■ WORK TASK ■
Copy out the entries that follow, unchanged.

[RECORDED DATA — start]

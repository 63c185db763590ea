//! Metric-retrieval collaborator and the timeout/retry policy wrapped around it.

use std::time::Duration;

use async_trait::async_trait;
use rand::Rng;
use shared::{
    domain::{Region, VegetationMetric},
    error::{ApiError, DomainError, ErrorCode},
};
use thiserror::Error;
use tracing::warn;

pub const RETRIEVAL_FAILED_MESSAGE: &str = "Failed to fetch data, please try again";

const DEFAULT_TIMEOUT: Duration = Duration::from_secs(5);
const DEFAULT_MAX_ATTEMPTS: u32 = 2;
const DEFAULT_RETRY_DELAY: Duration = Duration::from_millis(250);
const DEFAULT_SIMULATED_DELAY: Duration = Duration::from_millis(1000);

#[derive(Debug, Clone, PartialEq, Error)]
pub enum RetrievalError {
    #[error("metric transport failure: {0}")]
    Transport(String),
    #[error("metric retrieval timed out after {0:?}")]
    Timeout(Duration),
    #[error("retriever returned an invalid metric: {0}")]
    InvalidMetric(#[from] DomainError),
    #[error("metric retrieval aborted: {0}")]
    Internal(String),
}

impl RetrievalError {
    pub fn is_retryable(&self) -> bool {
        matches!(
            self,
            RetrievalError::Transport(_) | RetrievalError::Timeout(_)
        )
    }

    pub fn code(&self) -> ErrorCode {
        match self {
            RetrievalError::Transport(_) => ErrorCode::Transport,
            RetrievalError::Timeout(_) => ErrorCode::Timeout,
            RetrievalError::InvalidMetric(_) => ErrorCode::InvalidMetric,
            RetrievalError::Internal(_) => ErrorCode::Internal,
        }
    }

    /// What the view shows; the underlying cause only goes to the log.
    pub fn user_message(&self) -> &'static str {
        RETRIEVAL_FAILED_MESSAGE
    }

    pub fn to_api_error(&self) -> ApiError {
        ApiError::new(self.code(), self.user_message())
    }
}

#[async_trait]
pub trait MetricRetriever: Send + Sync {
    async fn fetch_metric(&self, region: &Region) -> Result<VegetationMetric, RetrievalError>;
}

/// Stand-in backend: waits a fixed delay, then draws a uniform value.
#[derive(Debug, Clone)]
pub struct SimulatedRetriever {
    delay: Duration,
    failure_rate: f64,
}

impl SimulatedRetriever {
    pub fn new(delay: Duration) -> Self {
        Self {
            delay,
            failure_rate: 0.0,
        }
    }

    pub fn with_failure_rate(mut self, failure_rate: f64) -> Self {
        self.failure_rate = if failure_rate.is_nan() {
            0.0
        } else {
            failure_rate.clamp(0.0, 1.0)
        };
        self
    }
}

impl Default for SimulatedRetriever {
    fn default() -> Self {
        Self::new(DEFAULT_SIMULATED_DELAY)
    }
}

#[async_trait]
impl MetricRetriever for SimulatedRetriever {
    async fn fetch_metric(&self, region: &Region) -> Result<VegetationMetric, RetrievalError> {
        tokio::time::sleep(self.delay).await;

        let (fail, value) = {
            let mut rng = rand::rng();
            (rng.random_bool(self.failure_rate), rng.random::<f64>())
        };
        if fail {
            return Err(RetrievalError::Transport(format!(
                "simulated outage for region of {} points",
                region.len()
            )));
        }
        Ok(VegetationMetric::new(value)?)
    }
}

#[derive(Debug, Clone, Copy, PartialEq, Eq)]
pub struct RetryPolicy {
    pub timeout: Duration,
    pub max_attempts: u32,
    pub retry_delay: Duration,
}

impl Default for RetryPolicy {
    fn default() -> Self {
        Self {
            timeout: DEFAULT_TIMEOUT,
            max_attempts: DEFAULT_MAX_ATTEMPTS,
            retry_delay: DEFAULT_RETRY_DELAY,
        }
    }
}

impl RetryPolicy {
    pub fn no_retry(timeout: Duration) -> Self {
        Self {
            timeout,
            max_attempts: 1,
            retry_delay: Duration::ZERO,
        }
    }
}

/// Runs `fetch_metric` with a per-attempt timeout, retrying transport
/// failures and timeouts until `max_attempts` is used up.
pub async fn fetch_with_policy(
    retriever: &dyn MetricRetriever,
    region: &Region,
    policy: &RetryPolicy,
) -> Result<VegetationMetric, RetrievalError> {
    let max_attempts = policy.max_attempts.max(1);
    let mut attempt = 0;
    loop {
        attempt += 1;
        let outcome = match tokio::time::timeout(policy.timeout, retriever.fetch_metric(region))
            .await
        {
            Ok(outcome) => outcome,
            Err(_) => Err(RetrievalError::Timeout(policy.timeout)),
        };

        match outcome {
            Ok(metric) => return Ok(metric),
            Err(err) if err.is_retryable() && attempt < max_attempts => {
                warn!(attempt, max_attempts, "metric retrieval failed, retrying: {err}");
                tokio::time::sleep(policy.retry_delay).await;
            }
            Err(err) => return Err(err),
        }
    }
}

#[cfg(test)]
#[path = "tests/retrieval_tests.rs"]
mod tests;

[RECORDED DATA — finish]

■ TASK ANSWER ■
repository 63c185db763590ea
//! Metric-retrieval collaborator and the timeout/retry policy wrapped around it.

use std::time::Duration;

use async_trait::async_trait;
use rand::Rng;
use shared::{
    domain::{Region, VegetationMetric},
    error::{ApiError, DomainError, ErrorCode},
};
use thiserror::Error;
use tracing::warn;

pub const RETRIEVAL_FAILED_MESSAGE: &str = "Failed to fetch data, please try again";

const DEFAULT_TIMEOUT: Duration = Duration::from_secs(5);
const DEFAULT_MAX_ATTEMPTS: u32 = 2;
const DEFAULT_RETRY_DELAY: Duration = Duration::from_millis(250);
const DEFAULT_SIMULATED_DELAY: Duration = Duration::from_millis(1000);

#[derive(Debug, Clone, PartialEq, Error)]
pub enum RetrievalError {
    #[error("metric transport failure: {0}")]
    Transport(String),
    #[error("metric retrieval timed out after {0:?}")]
    Timeout(Duration),
    #[error("retriever returned an invalid metric: {0}")]
    InvalidMetric(#[from] DomainError),
    #[error("metric retrieval aborted: {0}")]
    Internal(String),
}

impl RetrievalError {
    pub fn is_retryable(&self) -> bool {
        matches!(
            self,
            RetrievalError::Transport(_) | RetrievalError::Timeout(_)
        )
    }

    pub fn code(&self) -> ErrorCode {
        match self {
            RetrievalError::Transport(_) => ErrorCode::Transport,
            RetrievalError::Timeout(_) => ErrorCode::Timeout,
            RetrievalError::InvalidMetric(_) => ErrorCode::InvalidMetric,
            RetrievalError::Internal(_) => ErrorCode::Internal,
        }
    }

    /// What the view shows; the underlying cause only goes to the log.
    pub fn user_message(&self) -> &'static str {
        RETRIEVAL_FAILED_MESSAGE
    }

    pub fn to_api_error(&self) -> ApiError {
        ApiError::new(self.code(), self.user_message())
    }
}

#[async_trait]
pub trait MetricRetriever: Send + Sync {
    async fn fetch_metric(&self, region: &Region) -> Result<VegetationMetric, RetrievalError>;
}

/// Stand-in backend: waits a fixed delay, then draws a uniform value.
#[derive(Debug, Clone)]
pub struct SimulatedRetriever {
    delay: Duration,
    failure_rate: f64,
}

impl SimulatedRetriever {
    pub fn new(delay: Duration) -> Self {
        Self {
            delay,
            failure_rate: 0.0,
        }
    }

    pub fn with_failure_rate(mut self, failure_rate: f64) -> Self {
        self.failure_rate = if failure_rate.is_nan() {
            0.0
        } else {
            failure_rate.clamp(0.0, 1.0)
        };
        self
    }
}

impl Default for SimulatedRetriever {
    fn default() -> Self {
        Self::new(DEFAULT_SIMULATED_DELAY)
    }
}

#[async_trait]
impl MetricRetriever for SimulatedRetriever {
    async fn fetch_metric(&self, region: &Region) -> Result<VegetationMetric, RetrievalError> {
        tokio::time::sleep(self.delay).await;

        let (fail, value) = {
            let mut rng = rand::rng();
            (rng.random_bool(self.failure_rate), rng.random::<f64>())
        };
        if fail {
            return Err(RetrievalError::Transport(format!(
                "simulated outage for region of {} points",
                region.len()
            )));
        }
        Ok(VegetationMetric::new(value)?)
    }
}

#[derive(Debug, Clone, Copy, PartialEq, Eq)]
pub struct RetryPolicy {
    pub timeout: Duration,
    pub max_attempts: u32,
    pub retry_delay: Duration,
}

impl Default for RetryPolicy {
    fn default() -> Self {
        Self {
            timeout: DEFAULT_TIMEOUT,
            max_attempts: DEFAULT_MAX_ATTEMPTS,
            retry_delay: DEFAULT_RETRY_DELAY,
        }
    }
}

impl RetryPolicy {
    pub fn no_retry(timeout: Duration) -> Self {
        Self {
            timeout,
            max_attempts: 1,
            retry_delay: Duration::ZERO,
        }
    }
}

/// Runs `fetch_metric` with a per-attempt timeout, retrying transport
/// failures and timeouts until `max_attempts` is used up.
pub async fn fetch_with_policy(
    retriever: &dyn MetricRetriever,
    region: &Region,
    policy: &RetryPolicy,
) -> Result<VegetationMetric, RetrievalError> {
    let max_attempts = policy.max_attempts.max(1);
    let mut attempt = 0;
    loop {
        attempt += 1;
        let outcome = match tokio::time::timeout(policy.timeout, retriever.fetch_metric(region))
            .await
        {
            Ok(outcome) => outcome,
            Err(_) => Err(RetrievalError::Timeout(policy.timeout)),
        };

        match outcome {
            Ok(metric) => return Ok(metric),
            Err(err) if err.is_retryable() && attempt < max_attempts => {
                warn!(attempt, max_attempts, "metric retrieval failed, retrying: {err}");
                tokio::time::sleep(policy.retry_delay).await;
            }
            Err(err) => return Err(err),
        }
    }
}

#[cfg(test)]
#[path = "tests/retrieval_tests.rs"]
mod tests;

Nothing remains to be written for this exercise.